* _What this task involves_: Of all the lines in the entries below, give again exactly those starting at the line containing "for pattern in" and ending at the line containing "use std::collections::HashMap;", both ends included, and no others.

[Stored data entries]
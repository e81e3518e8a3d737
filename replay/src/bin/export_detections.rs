use std::fs;
use std::path::PathBuf;

use replay::{build_payload, parse_mode_arg, take_rows};
use swingline::frame::{events_dataframe, swings_dataframe, write_parquet};
use swingline::{
    classify_breaks, detect_swings, init_logging, load_candles, DetectionConfig, RetestConfig,
};

fn main() -> Result<(), Box<dyn std::error::Error>> {
    init_logging();

    let args: Vec<String> = std::env::args().collect();
    if args.len() < 3 {
        eprintln!(
            "usage: cargo run -p replay --bin export_detections -- <csv_path> <series_id> [mode:wicks|closes|-] [output_json] [max_rows] [parquet_dir]"
        );
        std::process::exit(2);
    }

    let csv_path = PathBuf::from(&args[1]);
    let series = args[2].clone();
    let mode = parse_mode_arg(args.get(3).map(String::as_str))?.unwrap_or_default();
    let output = match args.get(4) {
        Some(path) if path != "-" => PathBuf::from(path),
        _ => PathBuf::from(format!("replay/out/detections-{}-{}.json", series, mode.as_str())),
    };
    let max_rows = match args.get(5) {
        Some(raw) if raw != "-" => Some(raw.parse::<usize>()?),
        _ => None,
    };
    let parquet_dir = args.get(6).map(PathBuf::from);

    let candles = take_rows(load_candles(&csv_path)?, max_rows);
    let config = DetectionConfig::with_mode(mode);
    let payload = build_payload(&series, &candles, &config, &RetestConfig::default())?;

    if let Some(parent) = output.parent() {
        fs::create_dir_all(parent)?;
    }
    fs::write(&output, serde_json::to_vec_pretty(&payload)?)?;

    if let Some(dir) = parquet_dir {
        let swings = detect_swings(&candles, &config)?;
        let events = classify_breaks(&swings);
        write_parquet(dir.join("swings.parquet"), &mut swings_dataframe(&swings)?)?;
        write_parquet(dir.join("events.parquet"), &mut events_dataframe(&events)?)?;
        println!("parquet written to {}", dir.display());
    }

    println!(
        "exported {} candles to {} (mode={}, swings={}, events={}, pending={}, trend={:?})",
        payload.candles.len(),
        output.display(),
        mode.as_str(),
        payload.swings.len(),
        payload.events.len(),
        payload.pending.len(),
        payload.trend,
    );

    Ok(())
}
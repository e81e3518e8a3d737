//! `store` crate 入口。
//!
//! 职责：按 (series, pattern) 保存最近一次检测结果，重跑时整体替换旧记录。
//! 写入纪律由调用方掌握：同一 series 的并发写需要调用方自行串行化。
//!
//! 快速示例：
//! ```rust,no_run
//! use store::DetectionStore;
//! use swingline::{run_pattern, DetectionConfig, PatternType};
//!
//! let candles = swingline::load_candles("BTCUSDT-1h.csv").expect("candles");
//! let run = run_pattern(PatternType::Swings, &candles, &DetectionConfig::default()).expect("valid");
//!
//! let store = DetectionStore::open("data/detections").expect("store");
//! store.replace("BTCUSDT-1h", &run).expect("write");
//! let restored = store.load("BTCUSDT-1h", PatternType::Swings).expect("read");
//! assert_eq!(restored.map(|x| x.detections.len()), Some(run.detections.len()));
//! ```

mod storage;

pub use storage::{DetectionStore, RunHeader, StoredRun};
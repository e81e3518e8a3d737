use std::path::Path;

use chrono::{DateTime, NaiveDate, NaiveDateTime, Utc};
use serde::Deserialize;
use tracing::debug;

use crate::candle::{validate_series, Candle};
use crate::constant::DataError;

#[derive(Debug, Deserialize)]
struct CsvCandleRow {
    #[serde(default)]
    time: Option<i64>,
    #[serde(default, alias = "timestamp")]
    datetime: Option<String>,
    #[serde(alias = "open_price")]
    open: f64,
    #[serde(alias = "high_price")]
    high: f64,
    #[serde(alias = "low_price")]
    low: f64,
    #[serde(alias = "close_price")]
    close: f64,
}

impl CsvCandleRow {
    fn into_candle(self) -> Result<Candle, DataError> {
        let time = match (self.time, self.datetime.as_deref()) {
            (Some(time), _) => time,
            (None, Some(raw)) => parse_datetime(raw)?.timestamp(),
            (None, None) => return Err(DataError::InvalidDatetime(String::new())),
        };
        Ok(Candle::new(time, self.open, self.high, self.low, self.close))
    }
}

/// Reads a CSV candle file and validates the series before returning it.
pub fn load_candles(file_path: impl AsRef<Path>) -> Result<Vec<Candle>, DataError> {
    let reader = csv::Reader::from_path(file_path)?;
    read_candles(reader)
}

pub fn load_candles_from_str(data: &str) -> Result<Vec<Candle>, DataError> {
    read_candles(csv::Reader::from_reader(data.as_bytes()))
}

fn read_candles<R: std::io::Read>(mut reader: csv::Reader<R>) -> Result<Vec<Candle>, DataError> {
    let mut out = Vec::new();
    for row in reader.deserialize::<CsvCandleRow>() {
        out.push(row?.into_candle()?);
    }
    validate_series(&out)?;
    debug!(rows = out.len(), "candles loaded");
    Ok(out)
}

pub fn parse_datetime(value: &str) -> Result<DateTime<Utc>, DataError> {
    if let Ok(dt) = DateTime::parse_from_rfc3339(value) {
        return Ok(dt.with_timezone(&Utc));
    }

    let patterns = [
        "%Y-%m-%d %H:%M:%S%.f",
        "%Y/%m/%d %H:%M:%S%.f",
        "%Y%m%d%H%M%S%.f",
    ];

    for pattern in patterns {
        if let Ok(dt) = NaiveDateTime::parse_from_str(value, pattern) {
            return Ok(DateTime::<Utc>::from_naive_utc_and_offset(dt, Utc));
        }
    }

    if let Ok(d) = NaiveDate::parse_from_str(value, "%Y-%m-%d") {
        if let Some(dt) = d.and_hms_opt(0, 0, 0) {
            return Ok(DateTime::<Utc>::from_naive_utc_and_offset(dt, Utc));
        }
    }

    Err(DataError::InvalidDatetime(value.to_string()))
}
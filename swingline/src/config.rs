use std::collections::HashMap;
use std::fs;
use std::path::Path;

use serde::{Deserialize, Serialize};

use crate::constant::{Const, DetectionMode};

#[derive(Debug, Clone, Copy, PartialEq, Eq, Serialize, Deserialize)]
pub struct DetectionConfig {
    pub mode: DetectionMode,
    pub lookback: usize,
}

impl Default for DetectionConfig {
    fn default() -> Self {
        Self {
            mode: DetectionMode::Wicks,
            lookback: Const::LOOKBACK,
        }
    }
}

#[derive(Debug, Clone, Copy, PartialEq, Eq, Default, Deserialize)]
pub struct DetectionConfigPatch {
    pub mode: Option<DetectionMode>,
    pub lookback: Option<usize>,
}

impl DetectionConfig {
    pub fn with_mode(mode: DetectionMode) -> Self {
        Self {
            mode,
            ..Self::default()
        }
    }

    pub fn apply_patch(mut self, patch: DetectionConfigPatch) -> Self {
        if let Some(v) = patch.mode {
            self.mode = v;
        }
        if let Some(v) = patch.lookback {
            self.lookback = v.max(1);
        }
        self
    }

    pub fn from_yaml_str(yaml: &str) -> Result<Self, serde_yaml::Error> {
        let patch: DetectionConfigPatch = serde_yaml::from_str(yaml)?;
        Ok(Self::default().apply_patch(patch))
    }

    pub fn from_yaml_file(path: impl AsRef<Path>) -> Result<Self, Box<dyn std::error::Error>> {
        let raw = fs::read_to_string(path)?;
        let config = Self::from_yaml_str(&raw)?;
        Ok(config)
    }
}

/// Stored detection preferences. Resolution order, weakest first: built-in
/// default, `default`, `user`, `series`, then the per-run override.
#[derive(Debug, Clone, Default, Deserialize)]
pub struct DetectionProfileConfig {
    #[serde(default)]
    pub default: DetectionConfigPatch,
    #[serde(default)]
    pub user: HashMap<String, DetectionConfigPatch>,
    #[serde(default)]
    pub series: HashMap<String, DetectionConfigPatch>,
}

impl DetectionProfileConfig {
    pub fn from_yaml_str(yaml: &str) -> Result<Self, serde_yaml::Error> {
        serde_yaml::from_str(yaml)
    }

    pub fn from_json_str(json: &str) -> Result<Self, serde_json::Error> {
        serde_json::from_str(json)
    }

    pub fn from_file(path: impl AsRef<Path>) -> Result<Self, Box<dyn std::error::Error>> {
        let path = path.as_ref();
        let raw = fs::read_to_string(path)?;
        let profile = match path.extension().and_then(|x| x.to_str()) {
            Some("json") => Self::from_json_str(&raw)?,
            Some("yaml") | Some("yml") => Self::from_yaml_str(&raw)?,
            _ => return Err("unsupported detection profile format".into()),
        };
        Ok(profile)
    }

    pub fn set_user_mode(&mut self, user_id: &str, mode: DetectionMode) {
        self.user.entry(normalize_key(user_id)).or_default().mode = Some(mode);
    }

    pub fn set_series_mode(&mut self, series_id: &str, mode: DetectionMode) {
        self.series.entry(normalize_key(series_id)).or_default().mode = Some(mode);
    }

    pub fn resolve_for(
        &self,
        user_id: Option<&str>,
        series_id: Option<&str>,
        run_override: Option<DetectionMode>,
    ) -> DetectionConfig {
        let mut config = DetectionConfig::default().apply_patch(self.default);

        if let Some(patch) = user_id.and_then(|x| find_patch(&self.user, x)) {
            config = config.apply_patch(*patch);
        }
        if let Some(patch) = series_id.and_then(|x| find_patch(&self.series, x)) {
            config = config.apply_patch(*patch);
        }
        if let Some(mode) = run_override {
            config.mode = mode;
        }
        config
    }
}

fn normalize_key(value: &str) -> String {
    value.trim().to_ascii_lowercase()
}

fn find_patch<'a>(
    map: &'a HashMap<String, DetectionConfigPatch>,
    key: &str,
) -> Option<&'a DetectionConfigPatch> {
    let key = normalize_key(key);
    map.get(&key)
        .or_else(|| map.iter().find(|(k, _)| normalize_key(k) == key).map(|(_, v)| v))
}
use serde::{Deserialize, Serialize};

use crate::constant::StructureLabel;
use crate::swing::Swing;

const MIN_SWINGS: usize = 4;
const RECENT_SWINGS: usize = 6;

#[derive(Debug, Clone, Copy, PartialEq, Eq, Serialize, Deserialize)]
#[serde(rename_all = "lowercase")]
pub enum MarketTrend {
    Uptrend,
    Downtrend,
    Ranging,
    Unknown,
}

#[derive(Debug, Clone, Copy, PartialEq, Eq, Default, Serialize, Deserialize)]
pub struct StructureCounts {
    pub higher_highs: usize,
    pub higher_lows: usize,
    pub lower_highs: usize,
    pub lower_lows: usize,
}

#[derive(Debug, Clone, Copy, PartialEq, Default, Serialize, Deserialize)]
pub struct KeyLevels {
    pub last_swing_high: Option<f64>,
    pub last_swing_low: Option<f64>,
    pub prev_swing_high: Option<f64>,
    pub prev_swing_low: Option<f64>,
}

#[derive(Debug, Clone, PartialEq, Serialize, Deserialize)]
pub struct StructureAnalysis {
    pub trend: MarketTrend,
    pub key_levels: KeyLevels,
    pub counts: StructureCounts,
}

#[derive(Debug, Clone, Copy, PartialEq, Default, Serialize, Deserialize)]
pub struct CurrentLevels {
    pub swing_high: Option<f64>,
    pub swing_low: Option<f64>,
}

pub fn analyze_structure(swings: &[Swing]) -> StructureAnalysis {
    if swings.len() < MIN_SWINGS {
        return StructureAnalysis {
            trend: MarketTrend::Unknown,
            key_levels: KeyLevels::default(),
            counts: StructureCounts::default(),
        };
    }

    let recent = &swings[swings.len().saturating_sub(RECENT_SWINGS)..];
    let mut counts = StructureCounts::default();
    for swing in recent {
        match swing.structure {
            StructureLabel::HigherHigh => counts.higher_highs += 1,
            StructureLabel::HigherLow => counts.higher_lows += 1,
            StructureLabel::LowerHigh => counts.lower_highs += 1,
            StructureLabel::LowerLow => counts.lower_lows += 1,
            StructureLabel::FirstHigh | StructureLabel::FirstLow => {}
        }
    }

    let trend = if counts.higher_highs >= 1 && counts.higher_lows >= 1 {
        MarketTrend::Uptrend
    } else if counts.lower_highs >= 1 && counts.lower_lows >= 1 {
        MarketTrend::Downtrend
    } else {
        MarketTrend::Ranging
    };

    let mut highs = swings.iter().filter(|x| x.is_high()).rev().map(|x| x.price);
    let mut lows = swings.iter().filter(|x| x.is_low()).rev().map(|x| x.price);
    let key_levels = KeyLevels {
        last_swing_high: highs.next(),
        prev_swing_high: highs.next(),
        last_swing_low: lows.next(),
        prev_swing_low: lows.next(),
    };

    StructureAnalysis {
        trend,
        key_levels,
        counts,
    }
}

pub fn current_levels(swings: &[Swing]) -> CurrentLevels {
    CurrentLevels {
        swing_high: swings.iter().rev().find(|x| x.is_high()).map(|x| x.price),
        swing_low: swings.iter().rev().find(|x| x.is_low()).map(|x| x.price),
    }
}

* _Task answer_:
    for pattern in patterns {
        if let Ok(dt) = NaiveDateTime::parse_from_str(value, pattern) {
            return Ok(DateTime::<Utc>::from_naive_utc_and_offset(dt, Utc));
        }
    }

    if let Ok(d) = NaiveDate::parse_from_str(value, "%Y-%m-%d") {
        if let Some(dt) = d.and_hms_opt(0, 0, 0) {
            return Ok(DateTime::<Utc>::from_naive_utc_and_offset(dt, Utc));
        }
    }

    Err(DataError::InvalidDatetime(value.to_string()))
}
filename swingline/src/config.rs
use std::collections::HashMap;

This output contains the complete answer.